Even before the promise of federal funds, researchers at the Ontario Institute for Studies in Education were documenting encouraging trends. According to the Early Childhood Education Report 2017 more than half of preschoolers now attend an early education program, up from 25 percent when a national framework was last contemplated in 2006. Meanwhile, provinces and territories increased spending on early learning from $2.5-billion in 2006 to $11.7-billion in 2017. The report highlights the increasing importance of public education to very young children: 40 percent of four-year-olds now get their early education in school. Yet there are significant gaps in early learning between jurisdictions, demonstrating how much work remains. Using a 15-point scale, scores ranged from 11.5 for Prince Edward Island to Nunavut, which scored five.

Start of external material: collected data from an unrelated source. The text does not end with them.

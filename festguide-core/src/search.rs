//! Free-text search over the catalog.

use crate::event::Event;

/// Result of a search. An empty query is not the same as a query that
/// matched nothing, and screens show different text for each.
#[derive(Debug, Clone, PartialEq)]
pub enum SearchOutcome<'a> {
    EmptyQuery,
    Matches(Vec<&'a Event>),
}

impl<'a> SearchOutcome<'a> {
    /// Matched events; empty for an empty query.
    pub fn events(&self) -> &[&'a Event] {
        match self {
            SearchOutcome::EmptyQuery => &[],
            SearchOutcome::Matches(events) => events,
        }
    }

    pub fn into_events(self) -> Vec<&'a Event> {
        match self {
            SearchOutcome::EmptyQuery => Vec::new(),
            SearchOutcome::Matches(events) => events,
        }
    }
}

/// Case-insensitive substring search over name, description, host, location
/// and tags, in input order.
///
/// Fields are matched one at a time, so a query never matches across the
/// boundary of two fields.
pub fn search<'a>(events: &'a [Event], query: &str) -> SearchOutcome<'a> {
    let query = query.trim();
    if query.is_empty() {
        return SearchOutcome::EmptyQuery;
    }

    let needle = query.to_lowercase();
    SearchOutcome::Matches(
        events
            .iter()
            .filter(|event| matches(event, &needle))
            .collect(),
    )
}

fn matches(event: &Event, needle: &str) -> bool {
    searchable_fields(event).any(|field| field.to_lowercase().contains(needle))
}

fn searchable_fields(event: &Event) -> impl Iterator<Item = &str> {
    [
        event.event.as_str(),
        event.description.as_str(),
        event.host.as_str(),
        event.location.as_str(),
    ]
    .into_iter()
    .chain(event.tags.iter().map(String::as_str))
}

#[cfg(test)]
mod tests {
    use super::*;
    use crate::event::{make_abc_events, make_test_event};

    fn ids(outcome: &SearchOutcome) -> Vec<String> {
        outcome.events().iter().map(|e| e.id.clone()).collect()
    }

    #[test]
    fn test_search_matches_host_case_insensitively() {
        let events = make_abc_events();
        let outcome = search(&events, "h2");
        assert_eq!(ids(&outcome), vec!["C"]);
    }

    #[test]
    fn test_empty_query_differs_from_no_matches() {
        let events = make_abc_events();
        assert_eq!(search(&events, ""), SearchOutcome::EmptyQuery);
        assert_eq!(search(&events, "   \t"), SearchOutcome::EmptyQuery);
        assert_eq!(search(&events, "nothing like this"), SearchOutcome::Matches(vec![]));
    }

    #[test]
    fn test_search_covers_all_text_fields() {
        let mut event = make_test_event("1", "2024-01-01", "10:00", "Pyro Camp");
        event.event = "Fire Show".to_string();
        event.description = "Big FLAMES tonight".to_string();
        event.location = "Main Square".to_string();
        event.tags = vec!["Adult Only".to_string()];
        let events = vec![event];

        for query in ["fire", "flames", "pyro", "square", "adult"] {
            assert_eq!(ids(&search(&events, query)), vec!["1"], "query {}", query);
        }
    }

    #[test]
    fn test_search_ignores_category_and_symbols() {
        let mut event = make_test_event("1", "2024-01-01", "10:00", "");
        event.category = "Workshop".to_string();
        event.symbols = "Zebra".to_string();
        let events = vec![event];

        assert!(search(&events, "workshop").events().is_empty());
        assert!(search(&events, "zebra").events().is_empty());
    }

    #[test]
    fn test_search_does_not_match_across_fields() {
        let mut event = make_test_event("1", "2024-01-01", "10:00", "Sun");
        event.event = "Morning".to_string();
        event.description = "Yoga".to_string();
        let events = vec![event];

        assert!(search(&events, "morning yoga").events().is_empty());
        assert!(search(&events, "yogasun").events().is_empty());
    }

    #[test]
    fn test_search_trims_query_and_preserves_order() {
        let events = vec![
            make_test_event("2", "2024-01-02", "10:00", "Camp Two"),
            make_test_event("1", "2024-01-01", "10:00", "Camp One"),
        ];
        assert_eq!(ids(&search(&events, "  camp ")), vec!["2", "1"]);
    }

    #[test]
    fn test_search_unicode_case_folding() {
        let mut event = make_test_event("1", "2024-01-01", "10:00", "ÅSA");
        event.location = "Straße".to_string();
        let events = vec![event];
        assert_eq!(ids(&search(&events, "åsa")), vec!["1"]);
        assert_eq!(ids(&search(&events, "STRASSE")).len(), 0);
    }
}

The importance of the early years to human development cannot be overstated. Canadian babies are pretty much the same at birth, but by the time they start school there are big gaps in their health, vocabulary and self-confidence. Some will have a much harder time getting along with their classmates and teachers. They may lack the basic skills of their peers.
The sad news is school won’t be able to compensate many children for what they missed in their earliest years. Worse, the difficulties they experience at school entry are likely to grow, rather than lessen, over time. As adults, low levels of literacy could leave them less able to participate in society, more alienated, and more vulnerable to demagogues offering simplistic, dangerous “solutions” to complex problems.
Larry Diamond, one of the world’s leading democracy scholars, says we are experiencing a “democracy recession”. The Democracy Index shows its steepest decline in Western Europe, home to democracies far older than Canada’s. Economic change leaves many feeling alienated and angry as they are left behind.
Public policy must respond by helping citizens to understand what is happening, and by supporting them to adjust. At the same time it must prepare the next generation to lead and flourish in the new environment. This is the humane thing to do; it makes economic sense and the Canada we know depends on it.
Canadians have reason to be proud of our democratic institutions, but it is necessary to take a closer look at our red flags flapping — climate change and population dislocation, income inequality, child poverty and the gender gap.
These are serious problems and the response must be both national and international. In this century, there will be nine billion human beings on the planet. These numbers are changing how we live and organize ourselves. They influence socioeconomic initiatives and infrastructures; and test the limits of the environment. Canada will not be immune. The future is already here.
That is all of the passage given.